=== Directions for this task ===
Go through the material below and return each line with the string "tokio" in it.
-*-*-
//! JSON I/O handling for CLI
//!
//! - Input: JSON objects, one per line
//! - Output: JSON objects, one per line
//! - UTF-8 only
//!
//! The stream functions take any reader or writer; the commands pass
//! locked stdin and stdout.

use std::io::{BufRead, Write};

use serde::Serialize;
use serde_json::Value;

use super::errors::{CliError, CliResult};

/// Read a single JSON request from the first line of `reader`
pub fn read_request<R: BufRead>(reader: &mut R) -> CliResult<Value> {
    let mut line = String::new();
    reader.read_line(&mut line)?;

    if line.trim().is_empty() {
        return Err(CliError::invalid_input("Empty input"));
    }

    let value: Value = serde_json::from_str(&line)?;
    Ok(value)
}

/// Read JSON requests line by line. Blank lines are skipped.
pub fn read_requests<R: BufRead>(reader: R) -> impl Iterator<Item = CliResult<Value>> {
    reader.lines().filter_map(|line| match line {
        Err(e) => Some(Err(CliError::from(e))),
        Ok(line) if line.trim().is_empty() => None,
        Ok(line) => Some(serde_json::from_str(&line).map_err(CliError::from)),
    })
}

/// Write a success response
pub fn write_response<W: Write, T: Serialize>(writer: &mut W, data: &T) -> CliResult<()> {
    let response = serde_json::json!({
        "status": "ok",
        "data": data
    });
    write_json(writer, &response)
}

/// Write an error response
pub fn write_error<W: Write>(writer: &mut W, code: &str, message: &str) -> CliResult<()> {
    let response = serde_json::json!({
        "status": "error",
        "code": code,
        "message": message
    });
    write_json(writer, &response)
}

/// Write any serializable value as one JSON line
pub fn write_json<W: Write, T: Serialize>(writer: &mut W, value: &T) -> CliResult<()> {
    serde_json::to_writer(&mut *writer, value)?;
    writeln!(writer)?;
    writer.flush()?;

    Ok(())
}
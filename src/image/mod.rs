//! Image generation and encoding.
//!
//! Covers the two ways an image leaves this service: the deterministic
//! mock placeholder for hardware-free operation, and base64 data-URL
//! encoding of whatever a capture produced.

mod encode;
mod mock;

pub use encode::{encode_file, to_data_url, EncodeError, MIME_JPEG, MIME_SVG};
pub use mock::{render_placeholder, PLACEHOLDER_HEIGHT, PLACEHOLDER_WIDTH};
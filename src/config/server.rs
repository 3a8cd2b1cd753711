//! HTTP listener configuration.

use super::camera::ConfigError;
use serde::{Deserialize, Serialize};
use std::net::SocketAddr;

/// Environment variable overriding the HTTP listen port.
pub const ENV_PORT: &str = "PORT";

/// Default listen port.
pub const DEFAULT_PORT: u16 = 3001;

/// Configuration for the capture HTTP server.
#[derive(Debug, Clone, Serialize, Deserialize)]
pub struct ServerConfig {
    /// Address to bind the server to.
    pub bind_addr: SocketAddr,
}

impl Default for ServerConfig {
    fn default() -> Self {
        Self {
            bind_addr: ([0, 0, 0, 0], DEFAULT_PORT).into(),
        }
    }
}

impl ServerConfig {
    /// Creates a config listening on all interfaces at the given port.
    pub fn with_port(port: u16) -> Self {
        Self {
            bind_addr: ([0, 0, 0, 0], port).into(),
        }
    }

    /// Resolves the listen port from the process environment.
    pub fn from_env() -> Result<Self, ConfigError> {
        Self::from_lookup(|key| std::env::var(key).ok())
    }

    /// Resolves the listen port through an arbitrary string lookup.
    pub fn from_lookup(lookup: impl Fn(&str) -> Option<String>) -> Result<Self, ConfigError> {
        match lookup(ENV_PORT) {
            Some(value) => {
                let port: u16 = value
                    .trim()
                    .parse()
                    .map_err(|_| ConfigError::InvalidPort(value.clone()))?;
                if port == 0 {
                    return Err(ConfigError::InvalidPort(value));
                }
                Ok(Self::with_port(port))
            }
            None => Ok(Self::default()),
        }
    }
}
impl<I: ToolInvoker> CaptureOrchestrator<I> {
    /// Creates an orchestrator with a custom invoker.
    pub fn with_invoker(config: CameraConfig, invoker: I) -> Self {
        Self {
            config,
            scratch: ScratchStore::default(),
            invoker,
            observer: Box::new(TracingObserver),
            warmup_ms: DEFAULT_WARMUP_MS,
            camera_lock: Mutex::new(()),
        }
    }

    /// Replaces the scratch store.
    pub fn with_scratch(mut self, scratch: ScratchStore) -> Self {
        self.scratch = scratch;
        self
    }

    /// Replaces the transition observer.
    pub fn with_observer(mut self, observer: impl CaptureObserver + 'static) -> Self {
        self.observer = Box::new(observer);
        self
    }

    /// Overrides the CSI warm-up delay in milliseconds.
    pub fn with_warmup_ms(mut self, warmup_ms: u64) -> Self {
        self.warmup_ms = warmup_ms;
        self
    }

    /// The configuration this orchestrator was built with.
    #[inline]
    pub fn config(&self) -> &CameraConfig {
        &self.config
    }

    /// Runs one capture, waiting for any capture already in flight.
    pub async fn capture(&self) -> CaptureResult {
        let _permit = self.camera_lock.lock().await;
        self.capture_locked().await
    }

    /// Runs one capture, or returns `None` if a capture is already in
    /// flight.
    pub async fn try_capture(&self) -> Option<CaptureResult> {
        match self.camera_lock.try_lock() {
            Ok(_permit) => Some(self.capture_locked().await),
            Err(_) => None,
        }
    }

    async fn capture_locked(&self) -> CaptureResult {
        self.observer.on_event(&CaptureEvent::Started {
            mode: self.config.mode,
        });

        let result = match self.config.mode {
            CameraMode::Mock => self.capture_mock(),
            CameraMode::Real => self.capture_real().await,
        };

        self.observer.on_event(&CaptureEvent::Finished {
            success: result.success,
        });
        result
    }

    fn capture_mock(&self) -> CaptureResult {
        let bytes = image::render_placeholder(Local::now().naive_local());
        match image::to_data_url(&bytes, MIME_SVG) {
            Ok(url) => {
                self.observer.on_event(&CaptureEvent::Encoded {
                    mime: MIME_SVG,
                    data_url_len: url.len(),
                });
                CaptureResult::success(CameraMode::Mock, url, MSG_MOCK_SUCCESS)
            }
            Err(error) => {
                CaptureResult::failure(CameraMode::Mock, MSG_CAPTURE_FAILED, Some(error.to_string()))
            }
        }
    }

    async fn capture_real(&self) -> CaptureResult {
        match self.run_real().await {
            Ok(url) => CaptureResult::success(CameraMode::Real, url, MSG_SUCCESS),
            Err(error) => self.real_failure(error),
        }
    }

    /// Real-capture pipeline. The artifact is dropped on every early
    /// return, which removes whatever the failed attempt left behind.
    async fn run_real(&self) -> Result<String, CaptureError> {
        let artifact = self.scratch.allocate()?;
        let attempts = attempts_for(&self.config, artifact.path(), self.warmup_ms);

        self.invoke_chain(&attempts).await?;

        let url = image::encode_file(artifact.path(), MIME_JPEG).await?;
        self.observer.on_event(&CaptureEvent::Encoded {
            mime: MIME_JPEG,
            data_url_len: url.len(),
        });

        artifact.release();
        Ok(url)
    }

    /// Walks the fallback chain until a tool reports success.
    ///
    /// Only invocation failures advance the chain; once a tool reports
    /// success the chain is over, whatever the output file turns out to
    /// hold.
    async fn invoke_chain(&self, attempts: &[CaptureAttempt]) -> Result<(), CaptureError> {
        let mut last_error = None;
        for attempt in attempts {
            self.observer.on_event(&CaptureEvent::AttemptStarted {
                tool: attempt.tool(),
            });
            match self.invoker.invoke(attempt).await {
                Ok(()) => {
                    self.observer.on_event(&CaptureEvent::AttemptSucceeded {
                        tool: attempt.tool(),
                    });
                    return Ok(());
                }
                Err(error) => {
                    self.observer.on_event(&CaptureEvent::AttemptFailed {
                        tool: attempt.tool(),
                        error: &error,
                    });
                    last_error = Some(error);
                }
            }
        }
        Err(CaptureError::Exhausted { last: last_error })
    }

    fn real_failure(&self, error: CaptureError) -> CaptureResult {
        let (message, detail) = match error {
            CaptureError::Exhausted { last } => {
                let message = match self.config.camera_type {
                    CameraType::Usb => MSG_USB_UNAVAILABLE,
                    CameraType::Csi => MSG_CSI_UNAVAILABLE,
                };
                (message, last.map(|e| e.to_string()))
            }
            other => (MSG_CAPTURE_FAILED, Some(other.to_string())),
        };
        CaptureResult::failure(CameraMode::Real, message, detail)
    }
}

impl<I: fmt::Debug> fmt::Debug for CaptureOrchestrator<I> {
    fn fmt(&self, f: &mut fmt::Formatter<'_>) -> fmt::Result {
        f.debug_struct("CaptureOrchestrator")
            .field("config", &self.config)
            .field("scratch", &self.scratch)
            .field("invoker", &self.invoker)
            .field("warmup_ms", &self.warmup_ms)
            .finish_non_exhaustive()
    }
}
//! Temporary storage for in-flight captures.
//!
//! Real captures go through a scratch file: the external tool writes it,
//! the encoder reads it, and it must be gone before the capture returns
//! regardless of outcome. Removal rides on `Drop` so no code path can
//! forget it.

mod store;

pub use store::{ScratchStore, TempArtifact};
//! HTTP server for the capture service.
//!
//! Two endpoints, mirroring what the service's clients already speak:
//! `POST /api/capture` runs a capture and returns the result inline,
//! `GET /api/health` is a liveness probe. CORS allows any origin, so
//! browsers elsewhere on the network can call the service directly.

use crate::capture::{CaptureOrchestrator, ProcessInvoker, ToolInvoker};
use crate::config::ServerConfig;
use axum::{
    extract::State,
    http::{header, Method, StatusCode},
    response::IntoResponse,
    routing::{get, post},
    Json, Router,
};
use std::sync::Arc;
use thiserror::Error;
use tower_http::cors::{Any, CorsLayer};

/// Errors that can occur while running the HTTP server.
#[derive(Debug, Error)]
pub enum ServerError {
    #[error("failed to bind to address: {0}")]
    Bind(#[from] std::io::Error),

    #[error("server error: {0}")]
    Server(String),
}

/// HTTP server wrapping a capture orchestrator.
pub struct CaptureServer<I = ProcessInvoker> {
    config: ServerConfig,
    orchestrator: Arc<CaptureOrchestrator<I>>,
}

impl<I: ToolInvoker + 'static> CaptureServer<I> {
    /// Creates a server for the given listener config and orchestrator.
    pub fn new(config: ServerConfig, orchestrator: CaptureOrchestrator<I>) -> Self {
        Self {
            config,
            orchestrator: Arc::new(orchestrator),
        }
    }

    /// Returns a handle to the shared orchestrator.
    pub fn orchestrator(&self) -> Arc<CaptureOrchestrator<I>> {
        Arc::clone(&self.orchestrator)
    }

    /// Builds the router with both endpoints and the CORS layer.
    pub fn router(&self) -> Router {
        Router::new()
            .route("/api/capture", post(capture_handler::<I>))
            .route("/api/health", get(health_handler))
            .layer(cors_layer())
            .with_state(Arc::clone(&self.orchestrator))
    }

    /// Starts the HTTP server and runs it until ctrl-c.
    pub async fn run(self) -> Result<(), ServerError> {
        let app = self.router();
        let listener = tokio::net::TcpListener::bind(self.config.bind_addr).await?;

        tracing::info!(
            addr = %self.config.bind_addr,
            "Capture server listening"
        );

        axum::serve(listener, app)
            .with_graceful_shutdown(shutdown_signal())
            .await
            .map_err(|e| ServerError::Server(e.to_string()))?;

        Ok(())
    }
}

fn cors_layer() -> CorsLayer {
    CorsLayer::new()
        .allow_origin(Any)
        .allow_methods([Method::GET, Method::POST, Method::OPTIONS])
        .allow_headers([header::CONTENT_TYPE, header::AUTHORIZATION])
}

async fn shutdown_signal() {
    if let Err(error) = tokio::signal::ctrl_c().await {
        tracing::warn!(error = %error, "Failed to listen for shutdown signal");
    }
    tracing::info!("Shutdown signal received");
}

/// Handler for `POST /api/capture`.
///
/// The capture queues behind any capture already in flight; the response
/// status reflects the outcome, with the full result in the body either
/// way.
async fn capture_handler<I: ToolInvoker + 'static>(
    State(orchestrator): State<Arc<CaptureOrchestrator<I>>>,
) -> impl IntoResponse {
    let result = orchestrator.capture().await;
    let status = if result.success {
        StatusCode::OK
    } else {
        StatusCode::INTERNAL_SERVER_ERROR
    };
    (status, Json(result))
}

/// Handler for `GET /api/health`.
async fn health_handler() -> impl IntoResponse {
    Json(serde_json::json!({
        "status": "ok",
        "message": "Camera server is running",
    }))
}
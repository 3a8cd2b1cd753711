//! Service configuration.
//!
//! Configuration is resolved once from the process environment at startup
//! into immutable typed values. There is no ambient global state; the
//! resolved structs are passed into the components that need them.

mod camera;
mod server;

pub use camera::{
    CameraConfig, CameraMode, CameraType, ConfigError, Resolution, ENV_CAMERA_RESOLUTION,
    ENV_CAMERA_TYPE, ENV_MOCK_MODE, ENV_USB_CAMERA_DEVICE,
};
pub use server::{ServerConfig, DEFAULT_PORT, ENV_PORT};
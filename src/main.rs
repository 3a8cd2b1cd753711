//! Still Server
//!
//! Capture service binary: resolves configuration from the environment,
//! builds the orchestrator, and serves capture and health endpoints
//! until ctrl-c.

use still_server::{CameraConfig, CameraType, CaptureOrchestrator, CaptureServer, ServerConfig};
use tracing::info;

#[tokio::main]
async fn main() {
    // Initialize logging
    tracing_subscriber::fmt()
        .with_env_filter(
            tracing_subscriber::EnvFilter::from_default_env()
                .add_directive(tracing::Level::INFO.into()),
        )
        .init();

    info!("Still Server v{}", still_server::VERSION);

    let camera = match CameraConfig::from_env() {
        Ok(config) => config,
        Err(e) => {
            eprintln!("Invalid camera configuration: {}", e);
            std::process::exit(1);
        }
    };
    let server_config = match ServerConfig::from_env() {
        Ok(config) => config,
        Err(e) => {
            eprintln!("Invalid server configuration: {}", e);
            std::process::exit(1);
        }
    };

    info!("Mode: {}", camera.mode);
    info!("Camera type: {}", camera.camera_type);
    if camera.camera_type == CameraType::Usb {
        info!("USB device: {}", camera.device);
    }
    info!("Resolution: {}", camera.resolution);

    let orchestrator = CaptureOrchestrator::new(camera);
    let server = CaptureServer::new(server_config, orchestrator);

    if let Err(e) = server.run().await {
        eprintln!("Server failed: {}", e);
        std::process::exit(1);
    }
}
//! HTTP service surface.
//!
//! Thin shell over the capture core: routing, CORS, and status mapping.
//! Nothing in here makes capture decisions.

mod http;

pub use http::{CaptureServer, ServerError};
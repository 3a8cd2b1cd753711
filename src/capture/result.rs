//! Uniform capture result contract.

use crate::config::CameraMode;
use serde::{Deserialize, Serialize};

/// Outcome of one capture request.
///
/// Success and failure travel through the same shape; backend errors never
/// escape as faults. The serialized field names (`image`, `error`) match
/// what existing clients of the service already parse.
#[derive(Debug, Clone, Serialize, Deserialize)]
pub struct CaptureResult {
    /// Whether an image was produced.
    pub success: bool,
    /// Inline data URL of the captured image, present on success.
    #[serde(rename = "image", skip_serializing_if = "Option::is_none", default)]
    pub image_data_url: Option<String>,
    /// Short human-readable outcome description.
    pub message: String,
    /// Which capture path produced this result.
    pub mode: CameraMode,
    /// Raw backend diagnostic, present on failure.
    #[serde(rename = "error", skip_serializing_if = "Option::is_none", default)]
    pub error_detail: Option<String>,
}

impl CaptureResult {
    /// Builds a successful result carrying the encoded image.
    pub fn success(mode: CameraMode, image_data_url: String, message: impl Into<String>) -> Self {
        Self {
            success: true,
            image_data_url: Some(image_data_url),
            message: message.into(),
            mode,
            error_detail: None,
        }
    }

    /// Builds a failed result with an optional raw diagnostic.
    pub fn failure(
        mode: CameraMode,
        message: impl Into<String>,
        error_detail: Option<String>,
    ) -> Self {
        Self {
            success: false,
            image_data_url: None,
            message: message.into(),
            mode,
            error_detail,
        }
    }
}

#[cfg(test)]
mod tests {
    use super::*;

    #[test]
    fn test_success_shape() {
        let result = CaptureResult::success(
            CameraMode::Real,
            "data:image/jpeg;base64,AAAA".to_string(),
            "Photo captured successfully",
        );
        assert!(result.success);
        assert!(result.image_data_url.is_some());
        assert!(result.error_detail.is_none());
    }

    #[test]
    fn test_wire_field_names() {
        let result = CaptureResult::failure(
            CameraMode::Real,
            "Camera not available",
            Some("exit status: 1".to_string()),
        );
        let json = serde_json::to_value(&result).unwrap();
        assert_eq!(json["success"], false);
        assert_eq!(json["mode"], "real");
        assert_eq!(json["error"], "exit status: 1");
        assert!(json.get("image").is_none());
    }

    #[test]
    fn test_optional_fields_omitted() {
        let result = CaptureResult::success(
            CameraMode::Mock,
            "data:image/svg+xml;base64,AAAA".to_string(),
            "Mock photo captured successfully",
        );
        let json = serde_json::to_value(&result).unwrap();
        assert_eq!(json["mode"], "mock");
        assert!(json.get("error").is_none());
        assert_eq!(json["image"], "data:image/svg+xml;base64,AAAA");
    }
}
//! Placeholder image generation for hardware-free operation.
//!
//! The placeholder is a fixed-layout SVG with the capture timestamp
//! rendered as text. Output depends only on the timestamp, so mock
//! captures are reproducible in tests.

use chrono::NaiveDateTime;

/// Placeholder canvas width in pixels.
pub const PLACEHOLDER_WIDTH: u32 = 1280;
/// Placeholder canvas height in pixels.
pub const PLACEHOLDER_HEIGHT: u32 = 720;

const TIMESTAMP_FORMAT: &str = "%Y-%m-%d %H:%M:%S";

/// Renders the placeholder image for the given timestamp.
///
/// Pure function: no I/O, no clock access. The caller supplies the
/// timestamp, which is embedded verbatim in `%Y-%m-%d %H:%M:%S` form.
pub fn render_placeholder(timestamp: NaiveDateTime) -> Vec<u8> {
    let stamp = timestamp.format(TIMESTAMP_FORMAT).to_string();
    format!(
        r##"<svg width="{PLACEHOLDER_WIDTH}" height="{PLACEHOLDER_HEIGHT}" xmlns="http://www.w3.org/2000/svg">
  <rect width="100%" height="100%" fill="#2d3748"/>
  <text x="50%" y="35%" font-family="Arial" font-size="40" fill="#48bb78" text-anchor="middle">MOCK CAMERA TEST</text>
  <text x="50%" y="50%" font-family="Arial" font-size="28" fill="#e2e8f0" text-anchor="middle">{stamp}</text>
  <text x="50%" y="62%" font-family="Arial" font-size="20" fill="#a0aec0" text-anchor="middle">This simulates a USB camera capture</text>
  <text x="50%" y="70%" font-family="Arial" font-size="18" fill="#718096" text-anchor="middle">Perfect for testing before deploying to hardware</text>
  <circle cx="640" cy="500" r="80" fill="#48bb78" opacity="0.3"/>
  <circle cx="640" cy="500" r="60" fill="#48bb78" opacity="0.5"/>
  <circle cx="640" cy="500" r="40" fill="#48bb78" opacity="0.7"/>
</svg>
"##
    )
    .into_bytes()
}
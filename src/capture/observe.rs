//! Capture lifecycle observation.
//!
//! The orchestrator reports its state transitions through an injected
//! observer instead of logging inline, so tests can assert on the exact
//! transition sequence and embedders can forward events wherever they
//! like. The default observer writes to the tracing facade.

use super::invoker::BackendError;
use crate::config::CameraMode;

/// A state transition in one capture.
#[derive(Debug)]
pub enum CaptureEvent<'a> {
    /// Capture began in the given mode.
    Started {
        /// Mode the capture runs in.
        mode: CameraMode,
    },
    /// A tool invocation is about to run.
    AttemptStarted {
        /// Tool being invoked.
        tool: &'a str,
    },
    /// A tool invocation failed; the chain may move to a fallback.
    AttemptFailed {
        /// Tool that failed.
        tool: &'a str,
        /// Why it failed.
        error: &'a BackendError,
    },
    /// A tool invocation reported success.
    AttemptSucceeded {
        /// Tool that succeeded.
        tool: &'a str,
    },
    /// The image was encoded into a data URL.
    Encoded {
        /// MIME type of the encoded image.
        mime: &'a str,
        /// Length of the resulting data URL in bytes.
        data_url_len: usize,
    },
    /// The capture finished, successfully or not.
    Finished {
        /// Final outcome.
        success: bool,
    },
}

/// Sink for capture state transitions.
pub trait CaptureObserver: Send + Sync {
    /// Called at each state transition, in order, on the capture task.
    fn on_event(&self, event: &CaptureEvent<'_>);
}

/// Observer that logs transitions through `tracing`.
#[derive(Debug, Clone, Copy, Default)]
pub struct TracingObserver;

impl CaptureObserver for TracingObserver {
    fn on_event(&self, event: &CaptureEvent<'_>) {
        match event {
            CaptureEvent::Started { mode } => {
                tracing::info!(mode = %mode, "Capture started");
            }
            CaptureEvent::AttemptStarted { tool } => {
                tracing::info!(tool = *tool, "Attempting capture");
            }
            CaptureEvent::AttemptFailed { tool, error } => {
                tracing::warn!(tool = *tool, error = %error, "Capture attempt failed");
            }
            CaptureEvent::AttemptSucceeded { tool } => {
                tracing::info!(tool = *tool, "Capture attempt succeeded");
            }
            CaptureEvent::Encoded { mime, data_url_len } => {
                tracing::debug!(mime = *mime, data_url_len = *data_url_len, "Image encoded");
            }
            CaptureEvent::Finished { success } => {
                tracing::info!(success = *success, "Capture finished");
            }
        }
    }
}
-*-*-
=== Exercise result ===
        let listener = tokio::net::TcpListener::bind(self.config.bind_addr).await?;
    if let Err(error) = tokio::signal::ctrl_c().await {
#[tokio::main]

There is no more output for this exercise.